VON VIVIEN MOSKALIUK
Grützke gründete tief im Abgrund der Sinnlosigkeit. Vielleicht. Die Frage drängte sich auf: "Was steckt dahinter?". Die Antwort, kategorisch: "Nichts". Drei Bücher hat er veröffentlicht im Selbstverlag, erfährt man nur. Im "Goethe- Verlag". Da steh ich nun, ich armer Tor, und bin so klug, als wie zuvor. "Heute war wieder viel drin, aber wir haben nichts rausgeholt", Johannes Grützke und Tilmann Lehnert brachten es beim nachmittäglichen Auftritt selbst auf den Punkt. Irgendwo zwischen Dadaismus und Karl Valentin schwankte die Poesie und ein bisschen nach Loriot klang das auch, was die beiden Herren da so dialogisch poetisch vortrugen. Loriot trieb den Alltag ad absurdum. Grützke und Lehnert wiederum setzten noch einen oben drauf. Loriot absurd, die Absurdität im Quadrat, gewissermaßen. War das Kunst? Antikunst? War das adäquat zu Duchamps "Readymades" oder Kokoschkas "Mörder, Hoffnung der Frauen"? Zumindest war es eigenwillig, nicht primär auf Verständnis zielend, provokant und irgendwie ein bisschen weise. Satzweise. Und dann war da noch die Musik.
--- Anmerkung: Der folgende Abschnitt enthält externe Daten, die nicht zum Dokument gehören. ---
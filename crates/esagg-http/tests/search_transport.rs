//! Transport tests against a loopback HTTP responder.

use std::time::Duration;

use esagg_core::{BackendError, SearchBackend, SearchRequest};
use esagg_http::{EsClient, EsConfig};
use serde_json::json;
use tokio::io::{AsyncReadExt, AsyncWriteExt};
use tokio::net::TcpListener;
use tokio::sync::oneshot;

fn header_end(buf: &[u8]) -> Option<usize> {
    buf.windows(4).position(|w| w == b"\r\n\r\n").map(|p| p + 4)
}

fn content_length(head: &str) -> usize {
    head.lines()
        .find_map(|line| {
            let (name, value) = line.split_once(':')?;
            if name.trim().eq_ignore_ascii_case("content-length") {
                value.trim().parse().ok()
            } else {
                None
            }
        })
        .unwrap_or(0)
}

/// Serve one canned response; the received request text is sent back on the channel.
async fn serve_once(status: &'static str, body: String) -> (String, oneshot::Receiver<String>) {
    let listener = TcpListener::bind("127.0.0.1:0").await.unwrap();
    let addr = listener.local_addr().unwrap();
    let (tx, rx) = oneshot::channel();

    tokio::spawn(async move {
        let (mut socket, _) = listener.accept().await.unwrap();
        let mut buf = Vec::new();
        let mut chunk = [0u8; 4096];
        loop {
            let n = socket.read(&mut chunk).await.unwrap();
            if n == 0 {
                break;
            }
            buf.extend_from_slice(&chunk[..n]);
            if let Some(end) = header_end(&buf) {
                let head = String::from_utf8_lossy(&buf[..end]).to_string();
                if buf.len() >= end + content_length(&head) {
                    break;
                }
            }
        }

        let reply = format!(
            "HTTP/1.1 {status}\r\nContent-Type: application/json\r\nContent-Length: {}\r\nConnection: close\r\n\r\n{body}",
            body.len()
        );
        socket.write_all(reply.as_bytes()).await.unwrap();
        socket.shutdown().await.ok();
        let _ = tx.send(String::from_utf8_lossy(&buf).to_string());
    });

    (format!("http://{addr}"), rx)
}

fn request() -> SearchRequest {
    SearchRequest::new(
        "logstash-*",
        json!({ "bool": { "must": [{ "query_string": { "query": "*" } }] } }),
        json!({ "aggr": { "date_range": { "field": "@timestamp", "ranges": [] } } }),
    )
}

#[tokio::test]
async fn search_posts_body_and_decodes_response() {
    let body = json!({
        "took": 2,
        "hits": { "total": { "value": 7, "relation": "eq" }, "hits": [] },
        "aggregations": { "aggr": { "buckets": [{ "doc_count": 7, "max_dur": { "value": 20.0 } }] } }
    })
    .to_string();
    let (url, received) = serve_once("200 OK", body).await;

    let client = EsClient::new(EsConfig::new(&url)).unwrap();
    let response = client.search(&request()).await.unwrap();
    assert_eq!(response.total_hits, 7);
    assert_eq!(
        response.aggregations.unwrap()["aggr"]["buckets"][0]["max_dur"]["value"],
        20.0
    );

    let raw = received.await.unwrap();
    assert!(raw.starts_with("POST /logstash-*/_search?ignore_unavailable=true HTTP/1.1"));
    assert!(raw.contains("\"query_string\""));
    assert!(raw.contains("\"size\":0"));
}

#[tokio::test]
async fn non_success_status_is_reported_with_body() {
    let (url, _received) = serve_once(
        "404 Not Found",
        json!({ "error": { "type": "index_not_found_exception" }, "status": 404 }).to_string(),
    )
    .await;

    let client = EsClient::new(EsConfig::new(&url)).unwrap();
    let err = client.search(&request()).await.unwrap_err();
    match err {
        BackendError::Status { status, body } => {
            assert_eq!(status, 404);
            assert!(body.contains("index_not_found_exception"));
        }
        other => panic!("expected Status error, got {other:?}"),
    }
}

#[tokio::test]
async fn malformed_body_is_decode_error() {
    let (url, _received) = serve_once("200 OK", "{\"not\": \"a search\"}".to_string()).await;

    let client = EsClient::new(EsConfig::new(&url)).unwrap();
    let err = client.search(&request()).await.unwrap_err();
    assert!(matches!(err, BackendError::Decode(_)));
}

#[tokio::test]
async fn refused_connection_is_connect_error() {
    let listener = std::net::TcpListener::bind("127.0.0.1:0").unwrap();
    let addr = listener.local_addr().unwrap();
    drop(listener);

    let client = EsClient::new(EsConfig::new(&format!("http://{addr}"))).unwrap();
    let err = client.search(&request()).await.unwrap_err();
    assert!(matches!(err, BackendError::Connect(_)));
}

#[tokio::test]
async fn stalled_server_hits_deadline() {
    let listener = TcpListener::bind("127.0.0.1:0").await.unwrap();
    let addr = listener.local_addr().unwrap();
    tokio::spawn(async move {
        let (_socket, _) = listener.accept().await.unwrap();
        tokio::time::sleep(Duration::from_secs(30)).await;
    });

    let config = EsConfig::new(&format!("http://{addr}")).with_timeout(Duration::from_millis(200));
    let client = EsClient::new(config).unwrap();
    let err = client.search(&request()).await.unwrap_err();
    assert_eq!(err, BackendError::Timeout(Duration::from_millis(200)));
}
Die Erlebnisgeiger Johannes Grützke und Wolfgang Gräfe, der Pianist Tilmann Lehnert, die portugiesische, und "einzig professionelle" Sängerin Madalena Leal de Faria. Sie polterten alle gemeinsam dahin durch das Notengestrüpp. Oder zumindest zugleich. Dies Klanggebilde, dies Existentialgemisch erwies sich als überaus atonal, kakophonisch, minimalistisch, der salzige Beigeschmack einer existenzialistischen Performance blieb im Ohrgehäuse stecken. Leicht ironisch, widersprüchlich, de Faria zischte "Schauen, schauen" in den vertonten wilden Wahn, doch der blieb eisern undurchsichtig. Nach anfänglichem Staunen begann das Publikum im Schloss Fachsenfeld die Sache mit Humor zu nehmen. In Ermangelung einer besseren Idee. Und vor dem letzten Stück genehmigten sich die Herren und Damen Improvisateure ein Schlückchen Wein, vielleicht, um das Gespielte der Verdaulichkeit anheim zu geben, die sich so recht nicht einstellen wollte. Grützke jedenfalls sieht sich nicht als Wirkender. Er ist Bewirkter und das Ergebnis ist, nun, Wirkung? Vielleicht hätte Punk zu Zeiten Mozarts so geklungen, vielleicht kann auch nur Musik im Traum so absolut absurd sein. Vielleicht hat Hape Kerkeling genau das mit nur einem Wort beschrieben: "Hurz". In diesem Sinne löste sich der Geigenbogen langsam in seine Bestandteile auf, ähnlich zerfasert wie die Normalität. Und das Publikum meinte: "Phantastisch".